Net income for the fiscal 2017 second quarter was $9.1 million,
or $0.47 per diluted share, compared with a net loss of $1.4
million, or $0.08 per share, a year ago.
Adjusted net income for the fiscal 2017 second quarter was $12.4
million, or $0.64 per diluted share, compared with $11.8 million,
or $0.62 per diluted share, in the same period a year earlier.
Gross profit for the fiscal 2017 second quarter was $30.7
million compared with $21.8 million a year earlier.
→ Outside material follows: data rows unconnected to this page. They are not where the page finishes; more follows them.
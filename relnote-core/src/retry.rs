//! Bounded retry with linear backoff for pipeline stages

use std::future::Future;
use std::time::Duration;

use tracing::warn;

use crate::Result;

/// Retry policy: total attempts = 1 + `retries`
#[derive(Debug, Clone, Copy)]
pub struct RetryPolicy {
    /// Additional attempts after the first failure
    pub retries: u32,
    /// Delay before attempt n is `base_delay * n`
    pub base_delay: Duration,
}

impl Default for RetryPolicy {
    fn default() -> Self {
        Self {
            retries: 2,
            base_delay: Duration::from_secs(2),
        }
    }
}

impl RetryPolicy {
    /// Policy with a given retry count and the default backoff
    pub fn with_retries(retries: u32) -> Self {
        Self {
            retries,
            ..Self::default()
        }
    }

    /// Run an operation, retrying transient failures
    ///
    /// Only errors classified transient by [`crate::Error::is_transient`]
    /// are retried; anything else propagates immediately. The last error
    /// propagates once attempts are exhausted.
    pub async fn run<T, F, Fut>(&self, what: &str, mut op: F) -> Result<T>
    where
        F: FnMut() -> Fut,
        Fut: Future<Output = Result<T>>,
    {
        let mut attempt = 0u32;
        loop {
            match op().await {
                Ok(value) => return Ok(value),
                Err(err) if err.is_transient() && attempt < self.retries => {
                    attempt += 1;
                    let delay = self.base_delay * attempt;
                    warn!(
                        what,
                        attempt,
                        max_retries = self.retries,
                        error = %err,
                        "Transient failure, retrying after backoff"
                    );
                    tokio::time::sleep(delay).await;
                }
                Err(err) => return Err(err),
            }
        }
    }
}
Gross
profit as a percentage of net sales for the fiscal 2017 second
quarter was 28.2 percent compared with 23.8 percent a year earlier,
primarily due to customer allowances related to new business.
Adjusted gross profit for the fiscal 2017 second quarter was
$34.5 million compared with $31.4 million a year ago.
Adjusted gross profit as a percentage of adjusted net sales for the
three months was 30.7 percent compared with 30.9 percent a year
earlier.
Net sales for the fiscal 2017 six-month period were $194.2
million compared with $177.5 million a year earlier.
Adjusted net sales for the six-month period were $206.2 million
compared with $188.4 million last year.
Net income for the six-month period was $16.7 million, or $0.86
per diluted share, compared with $518,000, or $0.03 per diluted
share, in fiscal 2016.
Adjusted net income for the first half of fiscal 2017 was $22.5
million, or $1.16 per diluted share, compared with $20.1 million,
or $1.07 per diluted share, in fiscal 2016.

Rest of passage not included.